* [What to produce]:
From the material below, copy each line that holds the word "unterminated".

┏━━

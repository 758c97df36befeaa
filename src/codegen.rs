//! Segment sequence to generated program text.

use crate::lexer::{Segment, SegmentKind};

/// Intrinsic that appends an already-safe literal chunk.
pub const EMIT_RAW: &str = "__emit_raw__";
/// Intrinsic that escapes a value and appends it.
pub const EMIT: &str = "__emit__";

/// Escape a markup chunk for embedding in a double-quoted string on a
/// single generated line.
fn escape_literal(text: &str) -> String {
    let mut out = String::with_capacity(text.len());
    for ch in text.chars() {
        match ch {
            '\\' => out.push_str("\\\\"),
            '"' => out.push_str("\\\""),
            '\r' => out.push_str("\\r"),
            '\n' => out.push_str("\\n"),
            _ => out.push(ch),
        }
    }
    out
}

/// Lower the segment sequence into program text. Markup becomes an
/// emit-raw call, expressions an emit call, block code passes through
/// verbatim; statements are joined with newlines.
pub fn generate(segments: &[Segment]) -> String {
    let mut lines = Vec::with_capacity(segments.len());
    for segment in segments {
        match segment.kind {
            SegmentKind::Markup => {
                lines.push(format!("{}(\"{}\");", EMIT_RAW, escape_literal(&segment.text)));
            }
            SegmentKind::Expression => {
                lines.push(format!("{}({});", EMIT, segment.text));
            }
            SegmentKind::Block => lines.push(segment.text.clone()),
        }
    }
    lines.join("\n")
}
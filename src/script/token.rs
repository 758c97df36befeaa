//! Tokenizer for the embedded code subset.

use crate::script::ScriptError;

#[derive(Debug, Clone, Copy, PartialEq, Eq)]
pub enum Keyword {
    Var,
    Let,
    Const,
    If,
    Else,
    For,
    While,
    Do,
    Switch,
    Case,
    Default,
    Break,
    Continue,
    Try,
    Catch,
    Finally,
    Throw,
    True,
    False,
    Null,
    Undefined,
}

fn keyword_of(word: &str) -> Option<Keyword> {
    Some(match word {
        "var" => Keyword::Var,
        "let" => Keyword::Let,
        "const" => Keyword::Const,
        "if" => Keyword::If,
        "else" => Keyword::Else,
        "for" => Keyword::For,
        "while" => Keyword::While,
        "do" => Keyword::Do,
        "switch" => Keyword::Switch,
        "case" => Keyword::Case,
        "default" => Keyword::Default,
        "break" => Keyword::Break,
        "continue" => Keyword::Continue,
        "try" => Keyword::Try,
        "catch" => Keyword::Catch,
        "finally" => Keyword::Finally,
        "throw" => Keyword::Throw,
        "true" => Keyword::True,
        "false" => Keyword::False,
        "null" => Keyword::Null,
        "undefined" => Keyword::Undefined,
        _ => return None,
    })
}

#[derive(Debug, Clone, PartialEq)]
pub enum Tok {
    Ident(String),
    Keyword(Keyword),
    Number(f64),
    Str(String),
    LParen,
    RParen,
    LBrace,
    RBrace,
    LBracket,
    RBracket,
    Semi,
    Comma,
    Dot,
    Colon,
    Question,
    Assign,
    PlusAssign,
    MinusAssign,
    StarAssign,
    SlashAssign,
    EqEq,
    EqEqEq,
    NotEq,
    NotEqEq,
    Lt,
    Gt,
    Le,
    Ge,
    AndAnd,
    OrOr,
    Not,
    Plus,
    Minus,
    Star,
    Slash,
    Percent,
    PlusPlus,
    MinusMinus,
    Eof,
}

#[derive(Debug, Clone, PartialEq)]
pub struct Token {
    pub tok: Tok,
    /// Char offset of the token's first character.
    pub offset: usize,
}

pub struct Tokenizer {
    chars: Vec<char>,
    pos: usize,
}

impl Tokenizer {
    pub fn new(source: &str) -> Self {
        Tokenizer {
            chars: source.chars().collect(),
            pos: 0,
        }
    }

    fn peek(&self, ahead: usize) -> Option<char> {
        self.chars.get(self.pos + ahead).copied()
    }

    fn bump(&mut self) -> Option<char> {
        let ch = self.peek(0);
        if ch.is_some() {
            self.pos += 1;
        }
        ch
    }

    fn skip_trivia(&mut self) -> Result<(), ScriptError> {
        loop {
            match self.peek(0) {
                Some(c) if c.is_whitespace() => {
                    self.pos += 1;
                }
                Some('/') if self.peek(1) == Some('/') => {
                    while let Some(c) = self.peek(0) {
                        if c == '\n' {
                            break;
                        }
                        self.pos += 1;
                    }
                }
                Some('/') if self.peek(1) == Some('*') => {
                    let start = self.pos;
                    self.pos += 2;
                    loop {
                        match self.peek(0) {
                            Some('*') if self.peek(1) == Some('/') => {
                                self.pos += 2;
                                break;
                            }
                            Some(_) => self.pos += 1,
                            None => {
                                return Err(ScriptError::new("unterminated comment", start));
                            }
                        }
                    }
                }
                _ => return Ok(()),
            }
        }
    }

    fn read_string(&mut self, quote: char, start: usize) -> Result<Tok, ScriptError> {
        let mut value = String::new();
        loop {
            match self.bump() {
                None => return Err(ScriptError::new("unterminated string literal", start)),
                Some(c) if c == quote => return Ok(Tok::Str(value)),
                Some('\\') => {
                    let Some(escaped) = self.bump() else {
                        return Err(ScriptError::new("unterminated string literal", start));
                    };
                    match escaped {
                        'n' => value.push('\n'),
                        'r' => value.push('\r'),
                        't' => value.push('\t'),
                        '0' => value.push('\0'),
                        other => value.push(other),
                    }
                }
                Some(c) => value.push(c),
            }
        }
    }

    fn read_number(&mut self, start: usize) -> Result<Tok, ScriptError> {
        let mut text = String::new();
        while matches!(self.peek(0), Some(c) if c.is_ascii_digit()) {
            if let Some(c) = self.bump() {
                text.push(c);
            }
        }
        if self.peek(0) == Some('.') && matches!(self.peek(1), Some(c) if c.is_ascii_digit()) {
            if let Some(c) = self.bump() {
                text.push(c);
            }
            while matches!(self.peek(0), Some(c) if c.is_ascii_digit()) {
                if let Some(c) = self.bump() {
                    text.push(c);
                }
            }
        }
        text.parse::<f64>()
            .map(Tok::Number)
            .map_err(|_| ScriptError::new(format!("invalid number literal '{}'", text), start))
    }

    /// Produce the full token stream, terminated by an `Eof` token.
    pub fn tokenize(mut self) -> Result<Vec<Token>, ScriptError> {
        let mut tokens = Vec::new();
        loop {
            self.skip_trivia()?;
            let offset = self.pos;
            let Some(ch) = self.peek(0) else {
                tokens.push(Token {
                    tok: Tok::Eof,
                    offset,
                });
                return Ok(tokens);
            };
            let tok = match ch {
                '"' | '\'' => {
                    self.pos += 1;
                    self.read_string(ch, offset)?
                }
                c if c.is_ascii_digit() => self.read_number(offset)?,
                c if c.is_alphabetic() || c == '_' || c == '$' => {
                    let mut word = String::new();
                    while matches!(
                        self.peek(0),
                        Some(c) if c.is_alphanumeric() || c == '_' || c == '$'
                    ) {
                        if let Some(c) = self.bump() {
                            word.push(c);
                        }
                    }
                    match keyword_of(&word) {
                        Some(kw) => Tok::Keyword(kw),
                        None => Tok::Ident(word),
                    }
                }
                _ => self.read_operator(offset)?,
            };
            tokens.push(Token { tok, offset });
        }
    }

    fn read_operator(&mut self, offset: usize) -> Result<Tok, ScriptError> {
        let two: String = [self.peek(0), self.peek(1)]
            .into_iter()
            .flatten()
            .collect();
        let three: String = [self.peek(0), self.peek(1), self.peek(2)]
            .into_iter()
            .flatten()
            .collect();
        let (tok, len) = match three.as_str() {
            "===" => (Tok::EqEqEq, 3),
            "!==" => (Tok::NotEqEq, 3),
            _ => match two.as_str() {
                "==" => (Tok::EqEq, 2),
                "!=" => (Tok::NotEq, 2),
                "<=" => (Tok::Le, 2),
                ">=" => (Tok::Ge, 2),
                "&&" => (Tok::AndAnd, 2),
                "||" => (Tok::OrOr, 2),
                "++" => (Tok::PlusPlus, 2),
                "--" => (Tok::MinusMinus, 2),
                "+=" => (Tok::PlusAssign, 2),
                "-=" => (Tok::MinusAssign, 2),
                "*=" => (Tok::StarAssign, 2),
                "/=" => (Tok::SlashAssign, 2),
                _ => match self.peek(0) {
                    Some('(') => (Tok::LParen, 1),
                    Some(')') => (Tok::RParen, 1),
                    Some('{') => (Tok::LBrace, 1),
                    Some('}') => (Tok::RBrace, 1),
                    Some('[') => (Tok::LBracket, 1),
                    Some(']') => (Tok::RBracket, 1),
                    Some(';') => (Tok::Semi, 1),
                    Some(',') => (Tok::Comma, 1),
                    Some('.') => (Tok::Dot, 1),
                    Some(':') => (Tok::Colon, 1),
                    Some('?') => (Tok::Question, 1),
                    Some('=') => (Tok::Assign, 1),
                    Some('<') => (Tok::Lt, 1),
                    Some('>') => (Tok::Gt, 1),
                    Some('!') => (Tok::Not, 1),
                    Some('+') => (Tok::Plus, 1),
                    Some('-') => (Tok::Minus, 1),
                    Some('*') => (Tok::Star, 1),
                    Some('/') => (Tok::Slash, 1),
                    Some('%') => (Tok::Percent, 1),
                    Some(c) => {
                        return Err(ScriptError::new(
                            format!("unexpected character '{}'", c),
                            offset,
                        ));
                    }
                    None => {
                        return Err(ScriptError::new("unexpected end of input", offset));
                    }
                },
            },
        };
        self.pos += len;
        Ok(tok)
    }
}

┗━━
┏━━

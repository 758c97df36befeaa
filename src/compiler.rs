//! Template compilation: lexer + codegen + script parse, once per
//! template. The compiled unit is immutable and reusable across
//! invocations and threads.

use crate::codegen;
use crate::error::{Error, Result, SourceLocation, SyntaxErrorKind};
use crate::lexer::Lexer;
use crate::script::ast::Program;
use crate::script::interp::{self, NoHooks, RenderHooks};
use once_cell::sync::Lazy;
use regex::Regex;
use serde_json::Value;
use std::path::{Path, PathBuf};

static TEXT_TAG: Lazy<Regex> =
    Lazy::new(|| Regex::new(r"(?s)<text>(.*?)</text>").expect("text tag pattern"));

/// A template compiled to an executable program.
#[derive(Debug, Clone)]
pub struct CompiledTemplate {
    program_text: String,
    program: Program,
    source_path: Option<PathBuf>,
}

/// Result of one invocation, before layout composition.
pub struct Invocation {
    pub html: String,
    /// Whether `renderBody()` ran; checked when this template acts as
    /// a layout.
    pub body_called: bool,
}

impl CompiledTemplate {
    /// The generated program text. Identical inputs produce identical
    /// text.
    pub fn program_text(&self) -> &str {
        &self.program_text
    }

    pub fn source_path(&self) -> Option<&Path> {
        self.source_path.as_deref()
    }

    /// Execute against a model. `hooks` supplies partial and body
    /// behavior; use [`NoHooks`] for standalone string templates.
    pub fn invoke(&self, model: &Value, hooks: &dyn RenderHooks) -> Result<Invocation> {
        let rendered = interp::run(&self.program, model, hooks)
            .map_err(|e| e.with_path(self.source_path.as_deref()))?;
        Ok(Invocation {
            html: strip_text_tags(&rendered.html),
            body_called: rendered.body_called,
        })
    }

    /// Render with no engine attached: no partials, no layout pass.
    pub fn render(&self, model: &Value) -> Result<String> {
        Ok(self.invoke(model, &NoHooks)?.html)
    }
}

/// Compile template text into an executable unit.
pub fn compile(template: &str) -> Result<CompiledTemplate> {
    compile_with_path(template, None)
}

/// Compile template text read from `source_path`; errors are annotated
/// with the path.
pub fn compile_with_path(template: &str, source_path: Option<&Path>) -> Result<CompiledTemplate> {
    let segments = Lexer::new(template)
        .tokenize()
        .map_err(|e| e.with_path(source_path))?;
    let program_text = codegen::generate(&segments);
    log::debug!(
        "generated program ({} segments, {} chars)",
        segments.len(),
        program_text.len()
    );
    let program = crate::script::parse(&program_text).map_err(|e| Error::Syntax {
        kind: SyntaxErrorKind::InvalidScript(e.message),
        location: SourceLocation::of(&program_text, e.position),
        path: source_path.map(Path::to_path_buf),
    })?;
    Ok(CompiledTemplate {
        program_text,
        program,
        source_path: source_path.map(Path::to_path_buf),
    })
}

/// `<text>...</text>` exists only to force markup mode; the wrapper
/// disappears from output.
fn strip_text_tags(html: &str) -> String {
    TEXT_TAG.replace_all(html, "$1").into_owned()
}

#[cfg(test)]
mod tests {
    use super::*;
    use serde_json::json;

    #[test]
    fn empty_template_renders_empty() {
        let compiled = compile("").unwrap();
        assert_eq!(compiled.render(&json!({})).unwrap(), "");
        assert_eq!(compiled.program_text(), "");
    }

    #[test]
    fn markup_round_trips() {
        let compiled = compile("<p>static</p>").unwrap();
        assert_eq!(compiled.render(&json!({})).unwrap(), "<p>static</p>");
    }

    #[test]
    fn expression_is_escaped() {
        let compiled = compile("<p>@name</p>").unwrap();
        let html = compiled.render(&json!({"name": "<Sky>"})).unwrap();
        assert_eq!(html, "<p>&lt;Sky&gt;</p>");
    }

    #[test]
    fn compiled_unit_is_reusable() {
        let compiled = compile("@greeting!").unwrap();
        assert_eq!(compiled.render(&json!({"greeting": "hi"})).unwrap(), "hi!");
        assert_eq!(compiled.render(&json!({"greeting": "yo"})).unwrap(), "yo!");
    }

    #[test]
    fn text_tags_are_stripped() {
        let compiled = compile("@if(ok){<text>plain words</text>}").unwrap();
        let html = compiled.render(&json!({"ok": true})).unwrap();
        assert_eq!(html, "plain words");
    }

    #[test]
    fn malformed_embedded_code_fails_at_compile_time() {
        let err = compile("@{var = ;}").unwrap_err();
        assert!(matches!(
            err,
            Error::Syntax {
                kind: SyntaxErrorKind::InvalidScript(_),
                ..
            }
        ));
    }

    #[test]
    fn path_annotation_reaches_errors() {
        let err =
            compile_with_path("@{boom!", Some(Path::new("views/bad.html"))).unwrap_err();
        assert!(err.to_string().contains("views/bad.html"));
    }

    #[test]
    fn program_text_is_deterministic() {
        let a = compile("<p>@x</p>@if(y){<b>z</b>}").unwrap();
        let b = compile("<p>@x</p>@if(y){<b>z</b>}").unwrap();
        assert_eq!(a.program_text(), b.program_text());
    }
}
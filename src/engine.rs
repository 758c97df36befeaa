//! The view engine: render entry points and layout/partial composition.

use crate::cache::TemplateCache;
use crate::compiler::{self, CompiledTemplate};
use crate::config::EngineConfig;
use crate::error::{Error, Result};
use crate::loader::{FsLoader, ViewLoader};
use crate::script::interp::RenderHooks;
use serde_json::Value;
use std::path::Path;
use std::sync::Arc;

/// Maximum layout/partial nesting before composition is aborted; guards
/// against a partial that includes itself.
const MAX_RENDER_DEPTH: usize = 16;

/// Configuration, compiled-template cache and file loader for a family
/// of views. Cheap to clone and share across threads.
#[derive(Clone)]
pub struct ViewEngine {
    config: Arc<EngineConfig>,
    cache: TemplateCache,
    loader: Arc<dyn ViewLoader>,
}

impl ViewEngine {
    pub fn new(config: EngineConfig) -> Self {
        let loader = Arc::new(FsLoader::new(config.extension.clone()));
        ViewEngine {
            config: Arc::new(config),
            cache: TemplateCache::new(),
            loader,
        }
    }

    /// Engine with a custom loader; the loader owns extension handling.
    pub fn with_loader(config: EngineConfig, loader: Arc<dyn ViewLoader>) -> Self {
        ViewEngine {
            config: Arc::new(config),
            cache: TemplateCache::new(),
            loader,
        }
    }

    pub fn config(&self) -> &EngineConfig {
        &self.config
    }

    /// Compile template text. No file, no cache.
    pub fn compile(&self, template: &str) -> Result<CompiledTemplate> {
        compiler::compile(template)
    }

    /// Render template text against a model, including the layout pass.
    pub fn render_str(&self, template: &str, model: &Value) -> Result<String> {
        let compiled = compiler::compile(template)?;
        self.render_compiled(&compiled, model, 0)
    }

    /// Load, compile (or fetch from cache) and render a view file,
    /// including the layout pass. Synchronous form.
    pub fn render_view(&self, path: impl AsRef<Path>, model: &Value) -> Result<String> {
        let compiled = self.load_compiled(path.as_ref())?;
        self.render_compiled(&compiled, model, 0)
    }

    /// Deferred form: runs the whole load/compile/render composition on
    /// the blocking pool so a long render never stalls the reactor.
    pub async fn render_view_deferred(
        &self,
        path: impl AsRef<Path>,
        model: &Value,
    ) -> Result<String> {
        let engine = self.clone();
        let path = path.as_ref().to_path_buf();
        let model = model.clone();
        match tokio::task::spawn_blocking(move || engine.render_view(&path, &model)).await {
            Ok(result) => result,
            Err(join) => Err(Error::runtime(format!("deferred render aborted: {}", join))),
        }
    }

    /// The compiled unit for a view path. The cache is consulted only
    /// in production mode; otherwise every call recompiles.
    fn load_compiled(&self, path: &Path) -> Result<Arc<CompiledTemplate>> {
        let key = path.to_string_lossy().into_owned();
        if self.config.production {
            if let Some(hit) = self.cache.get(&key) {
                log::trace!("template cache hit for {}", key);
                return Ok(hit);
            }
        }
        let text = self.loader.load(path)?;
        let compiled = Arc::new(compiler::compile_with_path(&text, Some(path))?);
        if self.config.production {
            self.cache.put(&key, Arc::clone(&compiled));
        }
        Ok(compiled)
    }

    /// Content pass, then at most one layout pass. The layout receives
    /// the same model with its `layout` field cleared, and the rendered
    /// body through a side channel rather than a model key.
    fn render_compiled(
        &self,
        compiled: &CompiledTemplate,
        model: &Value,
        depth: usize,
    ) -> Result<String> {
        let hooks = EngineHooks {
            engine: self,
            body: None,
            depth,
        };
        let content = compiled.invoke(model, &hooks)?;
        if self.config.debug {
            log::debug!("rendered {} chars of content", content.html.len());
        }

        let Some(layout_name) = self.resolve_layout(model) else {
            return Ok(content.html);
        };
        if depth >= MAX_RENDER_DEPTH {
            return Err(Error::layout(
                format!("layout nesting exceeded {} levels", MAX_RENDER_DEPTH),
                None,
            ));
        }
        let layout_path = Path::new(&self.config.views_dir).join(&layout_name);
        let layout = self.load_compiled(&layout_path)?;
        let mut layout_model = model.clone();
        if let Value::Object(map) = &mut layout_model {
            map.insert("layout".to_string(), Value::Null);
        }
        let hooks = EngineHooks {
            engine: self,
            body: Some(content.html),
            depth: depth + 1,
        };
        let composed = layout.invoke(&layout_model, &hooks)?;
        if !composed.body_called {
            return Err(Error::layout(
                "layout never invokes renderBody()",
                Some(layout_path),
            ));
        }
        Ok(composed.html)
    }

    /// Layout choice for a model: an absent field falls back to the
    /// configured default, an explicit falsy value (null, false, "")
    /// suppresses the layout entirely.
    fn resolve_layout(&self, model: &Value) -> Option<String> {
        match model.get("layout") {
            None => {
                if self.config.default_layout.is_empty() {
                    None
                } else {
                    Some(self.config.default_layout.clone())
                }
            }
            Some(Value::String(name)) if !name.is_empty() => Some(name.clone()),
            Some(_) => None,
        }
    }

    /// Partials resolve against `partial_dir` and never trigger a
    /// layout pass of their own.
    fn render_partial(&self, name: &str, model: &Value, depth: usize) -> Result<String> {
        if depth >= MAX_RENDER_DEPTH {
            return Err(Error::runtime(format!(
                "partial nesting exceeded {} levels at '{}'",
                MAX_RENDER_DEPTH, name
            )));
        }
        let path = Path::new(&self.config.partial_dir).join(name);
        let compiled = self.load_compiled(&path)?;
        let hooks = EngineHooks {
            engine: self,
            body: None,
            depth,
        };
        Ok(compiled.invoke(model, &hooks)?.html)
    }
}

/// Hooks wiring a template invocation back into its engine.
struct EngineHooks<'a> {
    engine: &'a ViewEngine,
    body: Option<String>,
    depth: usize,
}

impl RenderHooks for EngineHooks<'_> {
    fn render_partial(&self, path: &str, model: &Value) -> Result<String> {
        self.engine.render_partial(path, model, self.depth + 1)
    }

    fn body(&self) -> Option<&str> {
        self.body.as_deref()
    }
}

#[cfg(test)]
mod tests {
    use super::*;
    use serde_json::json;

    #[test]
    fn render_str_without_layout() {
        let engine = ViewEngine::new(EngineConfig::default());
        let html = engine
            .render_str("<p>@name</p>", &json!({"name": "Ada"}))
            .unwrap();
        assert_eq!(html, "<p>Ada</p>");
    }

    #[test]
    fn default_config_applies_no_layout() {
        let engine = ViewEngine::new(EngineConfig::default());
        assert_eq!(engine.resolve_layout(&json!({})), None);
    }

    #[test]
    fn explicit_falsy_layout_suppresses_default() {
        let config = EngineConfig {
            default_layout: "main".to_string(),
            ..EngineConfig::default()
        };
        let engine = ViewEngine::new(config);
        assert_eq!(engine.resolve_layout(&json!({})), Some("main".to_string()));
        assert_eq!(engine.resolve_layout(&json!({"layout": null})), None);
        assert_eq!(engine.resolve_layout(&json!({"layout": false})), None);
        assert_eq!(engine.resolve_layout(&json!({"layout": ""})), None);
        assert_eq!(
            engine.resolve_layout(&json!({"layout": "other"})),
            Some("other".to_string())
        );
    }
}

┗━━

* [Task answer]:
                                return Err(ScriptError::new("unterminated comment", start));
                None => return Err(ScriptError::new("unterminated string literal", start)),
                        return Err(ScriptError::new("unterminated string literal", start));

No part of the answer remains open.